Date : 2021-10-27     View : 1223

As the development of modern technology, cross-culture communication become more frequent and code-mixing becomes a common phenomenon. People are getting used to mingle different languages into a single sentence, sometimes even intuitively.

The code-mixing phenomenon brings much challenges to the automatic speech recognition system development. How to develop a reliable multilingual speech recognition system have become a heated topic within the industry.

Recognition of the embedded language is the pressure point. This means researchers must deal with two problems. The first one comes from recognition of the matrix language accent in embedded language. The second one is how to balance the cost and effectiveness in developing the multilingual speech recognition model, especially when the embedded language comes from a data-scare language.

There are two main directions we may take into consideration in terms of acoustics modeling: applying multilingual datasets in training data deployment and applying transfer learning.

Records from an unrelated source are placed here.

use std::{
    any::Any,
    fmt,
    panic::{self, AssertUnwindSafe},
    sync::{
        atomic::{AtomicU64, Ordering},
        Arc,
    },
};

use once_cell::sync::Lazy;
use serde::{Deserialize, Serialize};
use tagbus_error::BusError;
use tracing::{debug, info, trace, warn};

use super::{registry::TagRegistry, Listener};
use crate::{Envelope, Payload};

static DEFAULT_BUS: Lazy<Arc<EventBus>> = Lazy::new(|| Arc::new(EventBus::new()));

/// Общая для процесса шина.
///
/// Создаётся один раз при первом обращении с конфигурацией по умолчанию.
/// Приложениям, которым нужна своя конфигурация, лучше создать
/// собственный [`EventBus`] и передавать его явно.
pub fn default_bus() -> Arc<EventBus> {
    DEFAULT_BUS.clone()
}

/// Что делать с отправкой в тег без слушателей.
#[derive(Debug, Clone, Copy, Default, PartialEq, Eq, Serialize, Deserialize)]
#[serde(rename_all = "lowercase")]
pub enum UnknownTagPolicy {
    /// Ничего не делать.
    #[default]
    Ignore,
    /// Ничего не делать, но записать в лог.
    Log,
    /// Строгий режим: вернуть [`BusError::UnknownTag`].
    Reject,
}

/// Настройки шины.
#[derive(Debug, Clone, Default, PartialEq, Eq, Serialize, Deserialize)]
#[serde(default)]
pub struct BusConfig {
    pub unknown_tag: UnknownTagPolicy,
}

/// Счётчики шины.
#[derive(Debug, Default)]
struct BusMetrics {
    sends: AtomicU64,
    deliveries: AtomicU64,
    listener_failures: AtomicU64,
    unknown_tag_sends: AtomicU64,
}

/// Снимок счётчиков шины.
#[derive(Debug, Clone, Copy, Default, PartialEq, Eq)]
pub struct BusStats {
    pub sends: u64,
    pub deliveries: u64,
    pub listener_failures: u64,
    pub unknown_tag_sends: u64,
}

/// Шина событий с подпиской по тегам.
///
/// - Слушатели тега вызываются синхронно, в порядке регистрации, под
///   замком тега.
/// - Ошибка или паника слушателя не прерывает рассылку: вызываются все,
///   а первая ошибка возвращается после рассылки.
/// - Отправка в неизвестный тег по умолчанию ничего не делает.
///
/// Слушатель может менять подписки своего тега изнутри вызова. Слушатели,
/// которые синхронно шлют в другие теги, должны избегать циклов между
/// потоками: замки тегов берутся в порядке вложенности вызовов.
pub struct EventBus {
    registry: TagRegistry,
    config: BusConfig,
    metrics: BusMetrics,
}

impl EventBus {
    pub fn new() -> Self {
        Self::with_config(BusConfig::default())
    }

    pub fn with_config(config: BusConfig) -> Self {
        Self {
            registry: TagRegistry::new(),
            config,
            metrics: BusMetrics::default(),
        }
    }

    pub fn config(&self) -> &BusConfig {
        &self.config
    }

    /// Регистрирует слушателя в теге. Тег создаётся при первой регистрации.
    ///
    /// Повторная регистрация того же слушателя (или его клона) ничего не
    /// меняет.
    pub fn add_listen(
        &self,
        tag: &str,
        listener: Listener,
    ) -> Result<(), BusError> {
        if tag.is_empty() {
            return Err(BusError::EmptyTag);
        }
        let id = listener.id();
        if self.registry.insert(tag, listener) {
            debug!(tag, listener = %id, "Listener registered");
        } else {
            trace!(tag, listener = %id, "Listener already registered");
        }
        Ok(())
    }

    /// Удаляет слушателя из тега. Отсутствие тега или слушателя не ошибка.
    ///
    /// Возвращает `true`, если слушатель был удалён.
    pub fn remove_listen(
        &self,
        tag: &str,
        listener: &Listener,
    ) -> bool {
        let removed = self.registry.remove(tag, listener);
        if removed {
            debug!(tag, listener = %listener.id(), "Listener removed");
        }
        removed
    }

    /// Рассылает конверт всем слушателям тега.
    pub fn send(
        &self,
        tag: &str,
        envelope: &Envelope,
    ) -> Result<(), BusError> {
        self.metrics.sends.fetch_add(1, Ordering::Relaxed);

        let Some(slot) = self.registry.get(tag) else {
            return self.on_unknown_tag(tag);
        };

        let guard = slot.lock();
        let snapshot = {
            let state = guard.borrow();
            if state.retired {
                None
            } else {
                Some((state.listeners.clone(), state.removals))
            }
        };
        let Some((snapshot, removals)) = snapshot else {
            drop(guard);
            return self.on_unknown_tag(tag);
        };

        let mut first_failure = None;
        for (position, listener) in snapshot.iter().enumerate() {
            // удалённые по ходу рассылки больше не вызываются
            let skip = {
                let state = guard.borrow();
                state.removals != removals && !state.contains(listener)
            };
            if skip {
                continue;
            }

            let failure = match panic::catch_unwind(AssertUnwindSafe(|| listener.call(envelope))) {
                Ok(Ok(())) => {
                    self.metrics.deliveries.fetch_add(1, Ordering::Relaxed);
                    continue;
                }
                Ok(Err(source)) => BusError::Listener {
                    tag: tag.to_string(),
                    position,
                    source,
                },
                Err(payload) => BusError::ListenerPanicked {
                    tag: tag.to_string(),
                    position,
                    message: panic_message(payload.as_ref()),
                },
            };

            self.metrics
                .listener_failures
                .fetch_add(1, Ordering::Relaxed);
            warn!(
                tag,
                position,
                listener = %listener.id(),
                error = %failure,
                "Listener failed during dispatch"
            );
            first_failure.get_or_insert(failure);
        }
        drop(guard);

        match first_failure {
            Some(err) => Err(err),
            None => Ok(()),
        }
    }

    /// Оборачивает нагрузку в событие с топиком `tag` и рассылает его.
    pub fn send_payload(
        &self,
        tag: &str,
        payload: impl Into<Payload>,
    ) -> Result<(), BusError> {
        self.send(tag, &Envelope::event(tag, payload))
    }

    /// Удаляет тег вместе со всеми слушателями.
    pub fn clear_tag(
        &self,
        tag: &str,
    ) {
        if self.registry.clear(tag) {
            debug!(tag, "Tag cleared");
        }
    }

    /// Удаляет все теги.
    pub fn clear_all_tag(&self) {
        let cleared = self.registry.clear_all();
        if cleared > 0 {
            info!(tags = cleared, "All tags cleared");
        }
    }

    pub fn listener_count(
        &self,
        tag: &str,
    ) -> usize {
        self.registry.listener_count(tag)
    }

    pub fn contains_tag(
        &self,
        tag: &str,
    ) -> bool {
        self.registry.get(tag).is_some()
    }

    /// Имена тегов в произвольном порядке.
    pub fn tags(&self) -> Vec<String> {
        self.registry.tags()
    }

    pub fn tag_count(&self) -> usize {
        self.registry.len()
    }

    pub fn stats(&self) -> BusStats {
        BusStats {
            sends: self.metrics.sends.load(Ordering::Relaxed),
            deliveries: self.metrics.deliveries.load(Ordering::Relaxed),
            listener_failures: self.metrics.listener_failures.load(Ordering::Relaxed),
            unknown_tag_sends: self.metrics.unknown_tag_sends.load(Ordering::Relaxed),
        }
    }

    fn on_unknown_tag(
        &self,
        tag: &str,
    ) -> Result<(), BusError> {
        self.metrics
            .unknown_tag_sends
            .fetch_add(1, Ordering::Relaxed);
        match self.config.unknown_tag {
            UnknownTagPolicy::Ignore => {
                trace!(tag, "No listeners for tag");
                Ok(())
            }
            UnknownTagPolicy::Log => {
                info!(tag, "Message dropped: no listeners for tag");
                Ok(())
            }
            UnknownTagPolicy::Reject => Err(BusError::UnknownTag {
                tag: tag.to_string(),
            }),
        }
    }
}

impl Default for EventBus {
    fn default() -> Self {
        Self::new()
    }
}

impl fmt::Debug for EventBus {
    fn fmt(
        &self,
        f: &mut fmt::Formatter<'_>,
    ) -> fmt::Result {
        f.debug_struct("EventBus")
            .field("tags", &self.tag_count())
            .field("config", &self.config)
            .finish()
    }
}

fn panic_message(payload: &(dyn Any + Send)) -> String {
    if let Some(s) = payload.downcast_ref::<&str>() {
        s.to_string()
    } else if let Some(s) = payload.downcast_ref::<String>() {
        s.clone()
    } else {
        "non-string panic payload".to_string()
    }
}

We will use an example of developing a Mandarin-English bilingual speech recognition system for real world music retrieval in this passage to expand the idea.

Multilingual datasets training data for acoustic modeling

In training data deployment, in addition to Chinese dataset and English dataset, Chinese-English code-mixing dataset is recommended to train the ASR model, as researches shows that compared with using monolingual Chinese and English training dataset, using Chinese-English speech data for phoneme clustering and model training, the error rate of the baseline model in Chinese-English mixed speech recognition is reduced by 37.93%.

Global phone set lexicon

Compared with building and training an acoustic model from 0, transfer learning can quickly achieve a favorable outcome without costing large amount of time and resources. Using transfer learning for reference, we can adopt a global phone set lexicon in building an adaptation acoustic model, reducing the amount of embedded language data as required for training while lowering word error rate.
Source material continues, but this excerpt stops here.